Last night was my one night this week to not be working in my restaurant, so Ginger and I went to eat in someone else’s place.
We got a call a couple of weeks ago from friends in Winchester who wanted to get together for a meal. It’s Restaurant Week in Boston, which means a number of restaurants usually out of our price range are offering a prix fixe menu of appetizer, entrée, and dessert for $30.06. (I don’t think they intended for the price to be the name of a rifle; rather, I think the six cents has to do with it being 2006.) That these places think thirty bucks is a bargain also lets you know we were not in our usual haunts.
The restaurant we chose was Olives in the Charlestown neighborhood of Boston, which was our neighborhood for twelve years before we moved to Marshfield. We loved it there. But for all our years in the community, this was only the second time we’d been to Olives because it’s one of those skip-the-house–payment-and-sell-the-children-so-we-can-eat-dinner kind of places. Based on our experience in Charlestown, we also stayed away because of the attitude of the place: Todd English was never a very good neighbor to the folks who lived near his restaurant and treated the community as though we should consider ourselves lucky to have him.
The host last night seemed to have picked up his attitude. Ginger and I arrived before our friends and stepped up to the host stand to let her know we were there. She treated us as if we were an inconvenience from the start. With her Euro-chic hairdo and her librarian-chic glasses, over which she looked at us, it was all I could do to keep from saying, “OK, what you do for a job is check reservations and hand out menus; don’t cop a ‘tude with me.”
I didn’t say that. Ginger and I walked across the street to City Square Park and waited for our friends. When they arrived, we went back in together and the other host showed us to our table. The food was quite good, though quite sparsely portioned (two tablespoons of “creamy corn polenta” doesn’t qualify as a side dish, Todd) – as was the wine, which was plentiful (thanks, Josh) – but the feast of the evening for me was the friendship. Betsy, Josh, Dave, Sue, Ginger, and I have shared a lot of years together. Children we saw born are now in middle school. We’ve all moved at least once. We’ve been through job changes, family tragedies, as well as triumphs and celebrations. We spent the evening rekindling memories and catching up on what is going on in real time. I came away full and happy.
A few years back, Ginger preached a sermon on the Ten Commandments in which she took the “don’t” statements and turned them into “do” statements: “Thou shall not covet,” for example, became “Be content with what you have.” You get the idea. The quote that has been on this blog since day one is, “There is no joy in eating alone.” Our wonderful dinner together last night leads me to follow Ginger’s example and look for a positive rephrasing: there is great joy in eating together. What makes a meal is whose around the table.
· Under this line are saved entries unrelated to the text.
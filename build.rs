//! Build script for Nutrilog
//!
//! Bumps the local build counter and embeds build metadata.

use std::fs;
use std::path::Path;

fn main() {
    println!("cargo:rerun-if-changed=src");

    let counter_path = Path::new("build_number.txt");

    let previous: u64 = fs::read_to_string(counter_path)
        .ok()
        .and_then(|s| s.trim().parse().ok())
        .unwrap_or(0);
    let build_number = previous + 1;

    // A read-only checkout still builds; it just keeps reporting the old number.
    if let Err(e) = fs::write(counter_path, build_number.to_string()) {
        println!("cargo:warning=could not update build_number.txt: {}", e);
    }

    let timestamp = chrono::Utc::now().format("%Y-%m-%dT%H:%M:%SZ").to_string();

    println!("cargo:rustc-env=NUTRILOG_BUILD_NUMBER={}", build_number);
    println!("cargo:rustc-env=NUTRILOG_BUILD_TIMESTAMP={}", timestamp);
}
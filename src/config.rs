//! Runtime configuration
//!
//! Everything is read from environment variables with sensible defaults, so
//! the server starts with no configuration at all.

use std::path::PathBuf;

pub const DATABASE_PATH_VAR: &str = "NUTRILOG_DATABASE_PATH";
pub const USER_ID_VAR: &str = "NUTRILOG_USER_ID";
pub const DEMO_SEED_VAR: &str = "NUTRILOG_DEMO_SEED";

const DEFAULT_USER_ID: i64 = 1;

#[derive(Debug, Clone, PartialEq)]
pub struct Config {
    pub database_path: PathBuf,
    /// User for tool calls that omit one
    pub default_user_id: i64,
    /// Seed for reproducible demo data; entropy-seeded when unset
    pub demo_seed: Option<u64>,
}

impl Config {
    pub fn from_env() -> Self {
        Self::from_lookup(|key| std::env::var(key).ok())
    }

    /// Build from an arbitrary variable lookup. Unparseable values fall back
    /// to their defaults.
    pub fn from_lookup<F>(lookup: F) -> Self
    where
        F: Fn(&str) -> Option<String>,
    {
        let database_path = lookup(DATABASE_PATH_VAR)
            .filter(|p| !p.trim().is_empty())
            .map(PathBuf::from)
            .unwrap_or_else(default_database_path);

        let default_user_id = lookup(USER_ID_VAR)
            .and_then(|v| v.trim().parse::<i64>().ok())
            .unwrap_or(DEFAULT_USER_ID);

        let demo_seed = lookup(DEMO_SEED_VAR).and_then(|v| v.trim().parse::<u64>().ok());

        Self {
            database_path,
            default_user_id,
            demo_seed,
        }
    }
}

/// `data/nutrilog.db` under the project root, found from the executable path
pub fn default_database_path() -> PathBuf {
    let mut path = std::env::current_exe()
        .ok()
        .and_then(|p| p.parent().map(|p| p.to_path_buf()))
        .unwrap_or_else(|| PathBuf::from("."));

    // Go up from target/release or target/debug to project root
    if path.ends_with("release") || path.ends_with("debug") {
        if let Some(root) = path.parent().and_then(|p| p.parent()) {
            path = root.to_path_buf();
        }
    }

    path.push("data");
    path.push("nutrilog.db");
    path
}

#[cfg(test)]
mod tests {
    use super::*;
    use std::collections::HashMap;

    fn config_from(vars: &[(&str, &str)]) -> Config {
        let map: HashMap<String, String> = vars
            .iter()
            .map(|(k, v)| (k.to_string(), v.to_string()))
            .collect();
        Config::from_lookup(|key| map.get(key).cloned())
    }

    #[test]
    fn test_defaults() {
        let config = config_from(&[]);
        assert_eq!(config.default_user_id, 1);
        assert_eq!(config.demo_seed, None);
        assert!(config.database_path.ends_with("data/nutrilog.db"));
    }

    #[test]
    fn test_overrides() {
        let config = config_from(&[
            (DATABASE_PATH_VAR, "/tmp/meals.db"),
            (USER_ID_VAR, "42"),
            (DEMO_SEED_VAR, "7"),
        ]);
        assert_eq!(config.database_path, PathBuf::from("/tmp/meals.db"));
        assert_eq!(config.default_user_id, 42);
        assert_eq!(config.demo_seed, Some(7));
    }

    #[test]
    fn test_bad_values_fall_back() {
        let config = config_from(&[(USER_ID_VAR, "abc"), (DEMO_SEED_VAR, "-1")]);
        assert_eq!(config.default_user_id, 1);
        assert_eq!(config.demo_seed, None);
    }
}
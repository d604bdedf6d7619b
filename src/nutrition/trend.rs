//! Trend assembly
//!
//! Aggregates a range of logged meals into per-day progress, substituting a
//! synthetic series when the range holds no data.

use rand::Rng;
use serde::{Deserialize, Serialize};

use super::aggregate::daily_totals;
use super::demo::{baseline_targets, synthesize, DateRange};
use super::progress::{track, TrendPoint};
use super::types::{DataSource, GoalRecord, MealRecord};

#[derive(Debug, Clone, PartialEq, Serialize, Deserialize)]
pub struct Trend {
    pub source: DataSource,
    pub range: DateRange,
    pub points: Vec<TrendPoint>,
}

impl Trend {
    pub fn is_synthetic(&self) -> bool {
        self.source == DataSource::Synthetic
    }
}

/// Build a trend from meals already filtered to `range`
pub fn build_trend<R: Rng>(
    meals: &[MealRecord],
    goal: Option<&GoalRecord>,
    range: &DateRange,
    rng: &mut R,
) -> Trend {
    let recorded = daily_totals(meals);

    let (source, days) = if recorded.is_empty() {
        (DataSource::Synthetic, synthesize(range, &baseline_targets(goal), rng))
    } else {
        (DataSource::Recorded, recorded)
    };

    Trend {
        source,
        range: *range,
        points: track(&days, goal),
    }
}

#[cfg(test)]
mod tests {
    use super::*;
    use crate::nutrition::types::{MealType, Nutrition};
    use chrono::NaiveDate;
    use rand::rngs::StdRng;
    use rand::SeedableRng;

    fn range() -> DateRange {
        DateRange {
            start: NaiveDate::from_ymd_opt(2025, 3, 1).unwrap(),
            end: NaiveDate::from_ymd_opt(2025, 3, 7).unwrap(),
        }
    }

    #[test]
    fn test_falls_back_to_synthetic() {
        let mut rng = StdRng::seed_from_u64(1);
        let trend = build_trend(&[], None, &range(), &mut rng);
        assert!(trend.is_synthetic());
        assert_eq!(trend.points.len(), 7);
        assert!(trend.points.iter().all(|p| p.progress.is_none()));
    }

    #[test]
    fn test_recorded_data_is_tagged() {
        let meal = MealRecord {
            id: 1,
            user_id: 1,
            name: "Soup".to_string(),
            description: None,
            date: NaiveDate::from_ymd_opt(2025, 3, 2).unwrap(),
            meal_type: MealType::Lunch,
            nutrition: Nutrition::new(400.0, 20.0, 40.0, 10.0),
            created_at: String::new(),
        };
        let goal = GoalRecord {
            id: 1,
            user_id: 1,
            name: None,
            targets: Nutrition::new(2000.0, 100.0, 200.0, 50.0),
            is_active: true,
            start_date: None,
            end_date: None,
            created_at: String::new(),
        };

        let mut rng = StdRng::seed_from_u64(1);
        let trend = build_trend(&[meal], Some(&goal), &range(), &mut rng);
        assert_eq!(trend.source, DataSource::Recorded);
        assert_eq!(trend.points.len(), 1);
        assert_eq!(trend.points[0].progress.unwrap().calories, 20);

        let json = serde_json::to_value(&trend).unwrap();
        assert_eq!(json["source"], "recorded");
    }
}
The food tastes good when it was steeped in friendship.
We were on the early side of dinner. By the time we left, the place was packed. I looked around the room and saw circles of friends in varying number around each table, laughing and talking. When we passed the host stand, her demeanor had not changed. I wondered if she had any idea of what she was a part of.
When I put plates up to be served at the Red Lion Inn, I imagine they are going to tables filled with friends like ours was last night. That possibility is what makes my job most rewarding: I’m feeding friendships.
Last night, I was fed.
Glad you take the time to sit on the other side of the table and be fed, once and awhile! Yeah, about friendships–I can eat plain old ramen, and it tastes great if I’m with good friends.